Liebe Grüne, Politik ist kein Lifestyle

Weihnachtsbäume aus der Region, 3D-Fussgängerstreifen oder ein Gemüsebeauftragter: Die Vorstösse der Grünen lesen sich manchmal wie ein Feel-Good-Buch für Hipster. Auch ihre Wohnpolitik wirkt etwas schöngeistig.

Green Dream: Die Grünen scheinen den Kopf in den Wolken zu haben.

Der Advent ist die Zeit der Liebe. Und lieblichen Dingen haben sich die Grünen Basel-Stadt in der Tat gewidmet, wie ihre Vorstösse im Grossen Rat zeigen. Die Grünen fordern zum Beispiel, passend zur Jahreszeit:

– Weihnachtsbäume aus der Region,

– 3D-Fussgängerstreifen für eine «optische Aufwertung und mehr Sicherheit»,

– sowie die Stadtgärtnerei damit zu beauftragen, die Bevölkerung über den Anbau, die Saisonalität und Artenvielfalt landwirtschaftlicher Produkte aufzuklären.

Das klingt mehr nach Träumen aus einem Achtsamkeits-Magazin für Urban-Gardening-Hipster als nach grüner Politik, die etwas bewirken will. (Dazu würde auch noch der Vorstoss der Grünliberalen für eine Velo-Pump-Station für die Bevölkerung passen.)

Es scheint, als ob sich die Grünen in letzter Zeit in Nebensächlichkeiten verlieren. Wo sind die klaren Linien, die grossen Pläne für eine Umweltpolitik, die etwas bewirken wollen?

Jürg Stöcklin ist eines der erfahrendsten Parteimitglieder und Grossrat der Grünen. Auch er bemerkt die lifestyligen Ideen seiner – vor allem jungen – Fraktionskolleginnen und -kollegen: «Ich beobachte auch, dass man heute sehr schnell einen Vorstoss macht und sich vielleicht zu wenig überlegt: Welche politischen Ziele möchte ich erreichen und wie mache ich das am besten?»
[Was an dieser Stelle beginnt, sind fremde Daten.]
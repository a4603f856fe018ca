use std::time::{Duration, Instant};

/// Frame timing snapshot.
#[derive(Debug, Copy, Clone)]
pub struct FrameTime {
    /// Time elapsed since the previous frame tick, in seconds.
    pub dt: f32,

    /// Monotonic timestamp taken at the tick.
    pub now: Instant,

    /// Monotonic frame counter.
    pub frame_index: u64,
}

impl FrameTime {
    #[inline]
    pub fn dt_duration(&self) -> Duration {
        Duration::from_secs_f32(self.dt)
    }
}

/// Frame clock producing `FrameTime` snapshots.
///
/// One clock per window, so that delta-time state is never shared.
///
/// Delta time is clamped to avoid pathological values when the application is paused
/// by the debugger, minimized, or stalls.
#[derive(Debug, Clone)]
pub struct FrameClock {
    last: Instant,
    frame_index: u64,
    dt_min: Duration,
    dt_max: Duration,
}

impl FrameClock {
    /// Creates a new clock with default clamps (0.1 ms to 250 ms).
    pub fn new() -> Self {
        Self::starting_at(Instant::now())
    }

    /// Creates a clock whose baseline is `start`.
    pub fn starting_at(start: Instant) -> Self {
        Self {
            last: start,
            frame_index: 0,
            dt_min: Duration::from_micros(100),
            dt_max: Duration::from_millis(250),
        }
    }

    /// Moves the baseline to now without producing a frame.
    ///
    /// Called by the runtime after a resize or swapchain rebuild; the time
    /// spent there is not animated.
    pub fn reset(&mut self) {
        self.reset_at(Instant::now());
    }

    pub fn reset_at(&mut self, now: Instant) {
        self.last = now;
    }

    /// Advances the clock and returns a new `FrameTime`.
    pub fn tick(&mut self) -> FrameTime {
        self.tick_at(Instant::now())
    }

    /// Advances the clock to `now`.
    pub fn tick_at(&mut self, now: Instant) -> FrameTime {
        let dt = now
            .saturating_duration_since(self.last)
            .clamp(self.dt_min, self.dt_max);

        self.last = now;

        let ft = FrameTime {
            dt: dt.as_secs_f32(),
            now,
            frame_index: self.frame_index,
        };

        self.frame_index = self.frame_index.wrapping_add(1);

        ft
    }
}

impl Default for FrameClock {
    fn default() -> Self {
        Self::new()
    }
}

#[cfg(test)]
mod tests {
    use super::*;

    #[test]
    fn frame_index_increments() {
        let start = Instant::now();
        let mut clock = FrameClock::starting_at(start);
        let a = clock.tick_at(start + Duration::from_millis(16));
        let b = clock.tick_at(start + Duration::from_millis(32));
        assert_eq!(a.frame_index, 0);
        assert_eq!(b.frame_index, 1);
    }

    #[test]
    fn dt_is_measured_between_ticks() {
        let start = Instant::now();
        let mut clock = FrameClock::starting_at(start);
        let ft = clock.tick_at(start + Duration::from_millis(20));
        assert!((ft.dt - 0.020).abs() < 1e-6);
    }

    #[test]
    fn dt_is_clamped() {
        let start = Instant::now();
        let mut clock = FrameClock::starting_at(start);
        let stall = clock.tick_at(start + Duration::from_secs(5));
        assert!((stall.dt - 0.25).abs() < 1e-6);
        let burst = clock.tick_at(stall.now);
        assert!((burst.dt - 0.0001).abs() < 1e-7);
    }

    #[test]
    fn reset_discards_the_stall() {
        let start = Instant::now();
        let mut clock = FrameClock::starting_at(start);
        clock.tick_at(start + Duration::from_millis(16));

        // 200 ms spent rebuilding the swapchain.
        clock.reset_at(start + Duration::from_millis(216));
        let ft = clock.tick_at(start + Duration::from_millis(232));
        assert!((ft.dt - 0.016).abs() < 1e-6, "{}", ft.dt);
        assert_eq!(ft.frame_index, 1);
    }
}
//! Size and colour types shared by the renderer and its backends.
//!
//! Sizes are physical pixels. Colours are linear RGBA.

mod color;
mod extent;

pub use color::ColorRgba;
pub use extent::{Extent, MAX_EXTENT_DIM, MIN_EXTENT_DIM};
Es gehöre für Jungpolitikerinnen und Jungpolitiker zwar auch dazu, Erfahrungen zu sammeln und ihre Möglichkeiten auszuloten. «Politik sollte aber schon auch darin bestehen, inhaltliche Positionen zu erarbeiten und gezielt umzusetzen.»

Wohnpapier: Nicht zu viel Staat

Die sieht Stöcklin in seiner Partei aber durchaus. Zum Beispiel im Wohnpapier, das die Grünen im November veröffentlicht haben. Das Ziel: 1000 neue Wohnungen pro Jahr mittels Verdichtung und die Entwicklung freier Areale in der Stadt. Wir erinnern uns: Im Jahr 2014 engagierten sich die Grünen zusammen mit der BastA! und der SVP an vorderster Front gegen die Stadtrandentwicklung, welche Grünflächen wie den Rankhof verbauen und so neuen Wohnraum für 3400 Menschen erschliessen wollte.
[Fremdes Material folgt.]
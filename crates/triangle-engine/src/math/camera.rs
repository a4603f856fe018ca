use glam::Mat4;

use crate::coords::Extent;
use crate::scene::CameraDesc;

/// Right-handed perspective camera with a `[0, 1]` depth range.
#[derive(Debug, Copy, Clone, PartialEq)]
pub struct Camera {
    desc: CameraDesc,
}

impl Camera {
    pub fn new(desc: CameraDesc) -> Self {
        debug_assert!(desc.fov_y_degrees > 0.0 && desc.fov_y_degrees < 180.0);
        debug_assert!(desc.z_near > 0.0 && desc.z_far > desc.z_near);
        Self { desc }
    }

    #[inline]
    pub fn fov_y_radians(&self) -> f32 {
        self.desc.fov_y_degrees.to_radians()
    }

    pub fn projection(&self, extent: Extent) -> Mat4 {
        Mat4::perspective_rh(
            self.fov_y_radians(),
            extent.aspect_ratio(),
            self.desc.z_near,
            self.desc.z_far,
        )
    }

    pub fn view(&self) -> Mat4 {
        Mat4::from_translation(self.desc.eye_offset)
    }
}

#[cfg(test)]
mod tests {
    use super::*;

    const EPS: f32 = 1e-5;

    fn camera() -> Camera {
        Camera::new(CameraDesc::default())
    }

    #[test]
    fn projection_encodes_aspect_and_fov() {
        let cam = camera();
        for (w, h) in [(1, 1), (1280, 720), (640, 480), (1, 65_535), (65_535, 1)] {
            let extent = Extent::clamped(w, h);
            let p = cam.projection(extent);
            let half = (cam.fov_y_radians() * 0.5).tan();

            assert!((p.y_axis.y * half - 1.0).abs() < EPS, "{w}x{h}");
            let rel = p.x_axis.x * extent.aspect_ratio() * half - 1.0;
            assert!(rel.abs() < 1e-4, "{w}x{h}: {rel}");
        }
    }

    #[test]
    fn view_is_pure_translation() {
        let v = camera().view();
        assert_eq!(v.w_axis.truncate(), glam::Vec3::new(0.0, 0.0, -2.5));
        assert_eq!(v.x_axis, glam::Vec4::X);
        assert_eq!(v.y_axis, glam::Vec4::Y);
        assert_eq!(v.z_axis, glam::Vec4::Z);
    }

    #[test]
    fn default_fov_is_sixty_degrees() {
        assert!((camera().fov_y_radians() - std::f32::consts::FRAC_PI_3).abs() < EPS);
    }
}
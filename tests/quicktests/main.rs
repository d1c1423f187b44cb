#[macro_use]
extern crate quickcheck_macros;

mod search;
mod traverse;

use quickcheck::{Arbitrary, Gen};

/// An enum for the various kinds of "things" to do to
/// binary search trees in a quicktest.
#[derive(Copy, Clone, Debug)]
pub(crate) enum Op<K> {
    /// Insert the K into the tree
    Insert(K),
    /// Remove the K from the tree
    Remove(K),
}

impl<K> Arbitrary for Op<K>
where
    K: Arbitrary,
{
    fn arbitrary(g: &mut Gen) -> Self {
        if bool::arbitrary(g) {
            Op::Insert(K::arbitrary(g))
        } else {
            Op::Remove(K::arbitrary(g))
        }
    }
}

/// Builds a tree holding `xs` whose shape doesn't depend on insertion order: the middle key of
/// each (sorted, deduplicated) slice becomes the root of its subtree.
pub(crate) fn balanced(xs: &[i8]) -> bst_core::Tree<i8> {
    use bst_core::Tree;

    let mut keys = xs.to_vec();
    keys.sort_unstable();
    keys.dedup();

    fn build(keys: &[i8]) -> Tree<i8> {
        if keys.is_empty() {
            return Tree::Leaf;
        }
        let mid = keys.len() / 2;
        Tree::node(keys[mid], build(&keys[..mid]), build(&keys[mid + 1..]))
    }
    build(&keys)
}
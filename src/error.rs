//! The error type shared by every fallible operation in this crate.

use std::io;

/// Errors surfaced by searching, mutating, or traversing a tree.
#[derive(Debug, thiserror::Error)]
#[non_exhaustive]
pub enum Error {
    /// A key could not be ordered against a key stored in the tree, e.g. a `NaN` float.
    #[error("key has no ordering relative to the keys stored in the tree")]
    InvalidArgument,
    /// Writing a traversal emission to its output failed.
    #[error("failed to emit traversal output")]
    Emit(#[from] io::Error),
}

/// Shorthand for results carrying this crate's [`Error`].
pub type Result<T, E = Error> = std::result::Result<T, E>;
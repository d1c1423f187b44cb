use std::cmp::Ordering;

use crate::error::{Error, Result};
use crate::tree::Tree;

/// Orders `target` against a stored `key`. Keys without an ordering (like `NaN`) are rejected
/// rather than silently steering the search down one side.
pub(crate) fn compare<T: PartialOrd>(target: &T, key: &T) -> Result<Ordering> {
    target.partial_cmp(key).ok_or(Error::InvalidArgument)
}

/// Drops `trees` one node at a time. Each node's children are unlinked before the node itself is
/// dropped, so the recursive drop of `Box<Tree>` never goes deeper than one level.
pub(crate) fn dismantle<T>(mut trees: Vec<Tree<T>>) {
    while let Some(tree) = trees.pop() {
        if let Tree::Node(n) = tree {
            let (_, left, right) = n.into_parts();
            trees.push(left);
            trees.push(right);
        }
    }
}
Sie argumentierten, man müsse durchaus Wohnraum schaffen, aber: «Zuerst soll das bestehende innere Potenzial ausgeschöpft werden, ehe man Grünflächen verbaut. Aus den bestehenden Zonen kann noch mehr herausgeholt werden», sagte die damalige Parteipräsidentin, Mirjam Ballmer. Der Widerstand war erfolgreich, die Bevölkerung lehnte das Projekt knapp ab. Die Wohnungsnot ist immer noch gross.

Es wäre also dringend an der Zeit, das erwähnte «Potenzial» auszuschöpfen. Doch die neuen Ideen der Grünen zielen mehr aufs Dekor als aufs Fundament. Gerade bei der radikalsten Forderung im Positionspapier – den Wohnraum in Neubauten auf 38 Quadratmeter pro Person einzuschränken – haben die Grünen noch keine konkreten Instrumente, wie sie umzusetzen wäre.
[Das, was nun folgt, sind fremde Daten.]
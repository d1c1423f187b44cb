//! A binary search tree that owns its root. This is where the searches over the whole tree
//! live, including the iterative one that needs no call stack.
//!
//! # Examples
//!
//! ```
//! use bst_core::{Bst, Tree};
//!
//! let mut bst = Bst::new();
//!
//! // Nothing in here yet.
//! assert!(!bst.search(&1).unwrap());
//!
//! bst.insert(5).unwrap();
//! bst.insert(3).unwrap();
//! bst.insert(8).unwrap();
//!
//! // Both searches agree.
//! assert!(bst.search(&3).unwrap());
//! assert!(bst.search_iterative(&3).unwrap());
//! assert!(!bst.search_iterative(&4).unwrap());
//!
//! // Trees can also be built by hand.
//! let bst = Bst::from_root(Tree::node(2, Tree::singleton(1), Tree::Leaf));
//! assert_eq!(bst.sorted_list(), vec![&1, &2]);
//! ```

use std::cmp::Ordering;
use std::fmt;
use std::io;
use std::mem;

use crate::error::Result;
use crate::iter::{IntoIter, Iter};
use crate::traverse::Events;
use crate::tree::Tree;
use crate::util::{compare, dismantle};

/// A Binary Search Tree owning a single root, which starts out absent.
#[derive(Clone, Debug, PartialEq, Eq)]
pub struct Bst<T> {
    root: Tree<T>,
}

impl<T> Default for Bst<T> {
    fn default() -> Self {
        Self::new()
    }
}

impl<T> Drop for Bst<T> {
    fn drop(&mut self) {
        dismantle(vec![mem::take(&mut self.root)]);
    }
}

impl<T> Bst<T> {
    /// Generates a new, empty `Bst`.
    pub fn new() -> Self {
        Self { root: Tree::Leaf }
    }

    /// Adopts an existing node hierarchy. The ordering is not checked, see
    /// [`Tree::is_search_tree`].
    pub fn from_root(root: Tree<T>) -> Self {
        Self { root }
    }

    /// Builds a tree by inserting `keys` one after another. Duplicates are skipped.
    ///
    /// # Examples
    ///
    /// ```
    /// use bst_core::Bst;
    ///
    /// let bst = Bst::try_from_keys([2, 1, 3, 1]).unwrap();
    ///
    /// assert_eq!(bst.sorted_list(), vec![&1, &2, &3]);
    /// ```
    pub fn try_from_keys<I>(keys: I) -> Result<Self>
    where
        I: IntoIterator<Item = T>,
        T: PartialOrd,
    {
        let mut bst = Self::new();
        for key in keys {
            bst.insert(key)?;
        }
        Ok(bst)
    }

    /// The root of the tree.
    pub fn root(&self) -> &Tree<T> {
        &self.root
    }

    /// Gives up ownership of the root.
    pub fn into_root(mut self) -> Tree<T> {
        mem::take(&mut self.root)
    }

    /// Whether the root is absent.
    pub fn is_empty(&self) -> bool {
        self.root.is_leaf()
    }

    /// The number of keys in the tree.
    pub fn len(&self) -> usize {
        self.root.len()
    }

    /// Recursively searches the whole tree for `target`, see [`Tree::search`].
    pub fn search(&self, target: &T) -> Result<bool>
    where
        T: PartialOrd,
    {
        self.root.search(target)
    }

    /// Searches the whole tree for `target` by walking down from the root in a loop. Gives the
    /// same answer as [`Bst::search`] for every input, errors included.
    ///
    /// # Examples
    ///
    /// ```
    /// use bst_core::{Bst, Tree};
    ///
    /// let bst = Bst::from_root(Tree::node(
    ///     5,
    ///     Tree::node(3, Tree::singleton(1), Tree::Leaf),
    ///     Tree::singleton(8),
    /// ));
    ///
    /// assert!(bst.search_iterative(&8).unwrap());
    /// assert!(!bst.search_iterative(&4).unwrap());
    /// ```
    pub fn search_iterative(&self, target: &T) -> Result<bool>
    where
        T: PartialOrd,
    {
        let mut current = &self.root;
        while let Tree::Node(n) = current {
            let ordering = compare(target, n.data())?;
            log::trace!("iterative search step: target is {:?} the node", ordering);
            current = match ordering {
                Ordering::Less => n.left(),
                Ordering::Equal => return Ok(true),
                Ordering::Greater => n.right(),
            };
        }
        Ok(false)
    }

    /// Writes the combined pre/in/post-order traversal of the whole tree to `out`, see
    /// [`Tree::traverse`].
    pub fn traverse<W>(&self, out: W) -> Result<()>
    where
        T: fmt::Display,
        W: io::Write,
    {
        self.root.traverse(out)
    }

    /// The combined traversal of the whole tree as an iterator, see [`Tree::events`].
    pub fn events(&self) -> Events<'_, T> {
        self.root.events()
    }

    /// Inserts `key`, returning `false` if an equal key was already present.
    pub fn insert(&mut self, key: T) -> Result<bool>
    where
        T: PartialOrd,
    {
        let inserted = self.root.insert(key)?;
        log::debug!("insert: {}", if inserted { "added" } else { "already present" });
        Ok(inserted)
    }

    /// Removes the key equal to `target`, returning it if it was present.
    pub fn remove(&mut self, target: &T) -> Result<Option<T>>
    where
        T: PartialOrd,
    {
        let removed = self.root.remove(target)?;
        log::debug!("remove: {}", if removed.is_some() { "removed" } else { "not found" });
        Ok(removed)
    }

    /// The smallest key.
    pub fn min(&self) -> Option<&T> {
        self.root.min()
    }

    /// The largest key.
    pub fn max(&self) -> Option<&T> {
        self.root.max()
    }

    /// Greatest key less than or equal to `target`.
    pub fn floor(&self, target: &T) -> Result<Option<&T>>
    where
        T: PartialOrd,
    {
        self.root.floor(target)
    }

    /// Least key greater than or equal to `target`.
    pub fn ceiling(&self, target: &T) -> Result<Option<&T>>
    where
        T: PartialOrd,
    {
        self.root.ceiling(target)
    }

    /// All keys collected in order.
    pub fn sorted_list(&self) -> Vec<&T> {
        self.iter().collect()
    }

    /// Iterates over the keys in order.
    pub fn iter(&self) -> Iter<'_, T> {
        self.root.iter()
    }
}

impl<'a, T> IntoIterator for &'a Bst<T> {
    type Item = &'a T;
    type IntoIter = Iter<'a, T>;

    fn into_iter(self) -> Self::IntoIter {
        self.iter()
    }
}

impl<T> IntoIterator for Bst<T> {
    type Item = T;
    type IntoIter = IntoIter<T>;

    fn into_iter(self) -> Self::IntoIter {
        IntoIter::new(self.into_root())
    }
}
«Die Frage nach den Instrumenten ist berechtigt», sagt Jürg Stöcklin. «Wir sind mit den Diskussionen noch nicht am Ende.» Ausserdem möchten die Grünen Gemeinschaftsräume in Neubauten (spart Platz) und eine Baumquote (mindestens ein Baum pro gebaute Wohnung).

Hauseigentümerverband findet Grüne vernünftig

Diese Forderungen tun niemandem weh. Das merkt man, wenn man mit der anderen Seite redet. Andreas Zappalà, FDP-Grossrat und Geschäftsführer des Hauseigentümerverbands, sagt: «Die Forderungen der Grünen sind noch vernünftig. Das Papier enthält nichts, worüber ich als Hauseigentümer nicht diskutieren könnte.»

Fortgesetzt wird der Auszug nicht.